Boss at biggest car retailer predicts the cost of trying to slash emissions may be out of reach for the average Kiwi car buyer.
Posted on 05 February, 2021
Warning over EV prices

Turners’ chief executive is warning electric vehicles (EVs) may remain unaffordable for many people despite a fresh push to increase the uptake of such cars.

Greg Hedgepeth, pictured, predicts the changes being recommended by the Climate Change Commission will impact the average car buyer and may lead to an increase in EV prices. 

The commission wants half of all new and used imports to be EVs or plug-in hybrids (PHEVs) by 2027 and is calling for a ban on bringing petrol and diesel cars into the country by 2035.

Turners is New Zealand’s biggest car retailer but fewer than five per cent of its sales are for EVs, with new models costing more than $50,000, and used ones starting from $15,000.

Hedgepeth says those prices are out of reach for most consumers and may remain so under the proposed changes.

“It’s certainly going to have an impact on the average Kiwi car buyer,” he tells Radio New Zealand. 

“A lot of those people are sub-$10,000 cars [buyers] and they're not necessarily going to be able to come up with more money just to buy a more fuel-efficient car.”

He adds any new laws may also increase the costs of EVs because there is a limited supply of imports available.

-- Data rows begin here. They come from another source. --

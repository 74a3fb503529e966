use crate::core::Viewport;
use crate::error::{TimelineError, TimelineResult};
use crate::render::{
    CanvasLayerKind, EllipsePrimitive, LinePrimitive, RectPrimitive, TextPrimitive,
};

/// Primitives of one paint layer.
///
/// Backends paint rects, then lines, then ellipses, then texts within a
/// layer, and layers strictly in frame order.
#[derive(Debug, Clone, PartialEq)]
pub struct LayerPrimitives {
    pub kind: CanvasLayerKind,
    pub rects: Vec<RectPrimitive>,
    pub lines: Vec<LinePrimitive>,
    pub ellipses: Vec<EllipsePrimitive>,
    pub texts: Vec<TextPrimitive>,
}

impl LayerPrimitives {
    #[must_use]
    pub fn new(kind: CanvasLayerKind) -> Self {
        Self {
            kind,
            rects: Vec::new(),
            lines: Vec::new(),
            ellipses: Vec::new(),
            texts: Vec::new(),
        }
    }

    #[must_use]
    pub fn is_empty(&self) -> bool {
        self.rects.is_empty()
            && self.lines.is_empty()
            && self.ellipses.is_empty()
            && self.texts.is_empty()
    }

    fn validate(&self) -> TimelineResult<()> {
        for rect in &self.rects {
            rect.validate()?;
        }
        for line in &self.lines {
            line.validate()?;
        }
        for ellipse in &self.ellipses {
            ellipse.validate()?;
        }
        for text in &self.texts {
            text.validate()?;
        }
        Ok(())
    }
}

/// Backend-agnostic scene for one timeline draw pass, in viewport pixels.
///
/// A kind may appear more than once: each day header gets its own layer so a
/// later header covers the text of a pinned header sliding beneath it.
#[derive(Debug, Clone, PartialEq)]
pub struct RenderFrame {
    pub viewport: Viewport,
    pub layers: Vec<LayerPrimitives>,
}

impl RenderFrame {
    #[must_use]
    pub fn new(viewport: Viewport) -> Self {
        Self {
            viewport,
            layers: Vec::new(),
        }
    }

    /// Opens a new layer on top of the existing ones.
    pub fn push_layer(&mut self, kind: CanvasLayerKind) -> &mut LayerPrimitives {
        self.layers.push(LayerPrimitives::new(kind));
        let last = self.layers.len() - 1;
        &mut self.layers[last]
    }

    pub fn layers_of(&self, kind: CanvasLayerKind) -> impl Iterator<Item = &LayerPrimitives> {
        self.layers.iter().filter(move |layer| layer.kind == kind)
    }

    pub fn lines(&self) -> impl Iterator<Item = &LinePrimitive> {
        self.layers.iter().flat_map(|layer| layer.lines.iter())
    }

    pub fn rects(&self) -> impl Iterator<Item = &RectPrimitive> {
        self.layers.iter().flat_map(|layer| layer.rects.iter())
    }

    pub fn ellipses(&self) -> impl Iterator<Item = &EllipsePrimitive> {
        self.layers.iter().flat_map(|layer| layer.ellipses.iter())
    }

    pub fn texts(&self) -> impl Iterator<Item = &TextPrimitive> {
        self.layers.iter().flat_map(|layer| layer.texts.iter())
    }

    pub fn validate(&self) -> TimelineResult<()> {
        if !self.viewport.is_valid() {
            return Err(TimelineError::InvalidViewport {
                width: self.viewport.width,
                height: self.viewport.height,
            });
        }

        for layer in &self.layers {
            layer.validate()?;
        }

        if self.layers.windows(2).any(|pair| pair[0].kind > pair[1].kind) {
            return Err(TimelineError::InvalidData(
                "frame layers must follow canvas paint order".to_owned(),
            ));
        }

        Ok(())
    }

    #[must_use]
    pub fn is_empty(&self) -> bool {
        self.layers.iter().all(LayerPrimitives::is_empty)
    }
}
use serde::{Deserialize, Serialize};

use crate::error::{TimelineError, TimelineResult};

/// Pixel geometry of the timeline content.
///
/// Shared read-only by the coordinate mapper and the frame builder; it never
/// changes after the engine is constructed.
#[derive(Debug, Clone, Copy, PartialEq, Serialize, Deserialize)]
#[serde(default)]
pub struct ScaleConfig {
    /// Pixels per minute.
    pub minute_height: f64,
    pub day_bar_height: f64,
    pub left_pad: f64,
    pub top_pad: f64,
    pub bottom_pad: f64,
}

impl Default for ScaleConfig {
    fn default() -> Self {
        Self {
            minute_height: 0.5,
            day_bar_height: 24.0,
            left_pad: 56.0,
            top_pad: 0.0,
            bottom_pad: 8.0,
        }
    }
}

impl ScaleConfig {
    pub fn validate(self) -> TimelineResult<Self> {
        if !self.minute_height.is_finite() || self.minute_height <= 0.0 {
            return Err(TimelineError::InvalidConfig(
                "minute_height must be finite and > 0".to_owned(),
            ));
        }

        for (name, value) in [
            ("day_bar_height", self.day_bar_height),
            ("left_pad", self.left_pad),
            ("top_pad", self.top_pad),
            ("bottom_pad", self.bottom_pad),
        ] {
            if !value.is_finite() || value < 0.0 {
                return Err(TimelineError::InvalidConfig(format!(
                    "`{name}` must be finite and >= 0"
                )));
            }
        }

        Ok(self)
    }

    /// Height of one day's minutes, without its header bar.
    #[must_use]
    pub fn day_span(self) -> f64 {
        super::DAY_MINUTES * self.minute_height
    }

    /// Height of one day including its header bar.
    #[must_use]
    pub fn day_block_height(self) -> f64 {
        self.day_span() + self.day_bar_height
    }
}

“When that legislation comes in, no doubt more New Zealand dealers will be competing and bidding on those EVs that come through, so that could potentially push the price up further.

“No one really knows how high those prices might go once that demand starts getting pushed up.”

Hedgepeth also fears a lack of fuel-efficient EV options for those needing utes or people movers may see them hold onto petrol and diesel vehicles for longer, which will be worse for emissions.

The commission has made its recommendations to help cut transport emissions in draft advice that is out for public consultation before a final report goes to government before the end of May.

It suggests a feebate or subsidy to reduce the upfront cost of EVs and Michael Wood, Minister of Transport, is reportedly considering incentive schemes for zero-emissions cars.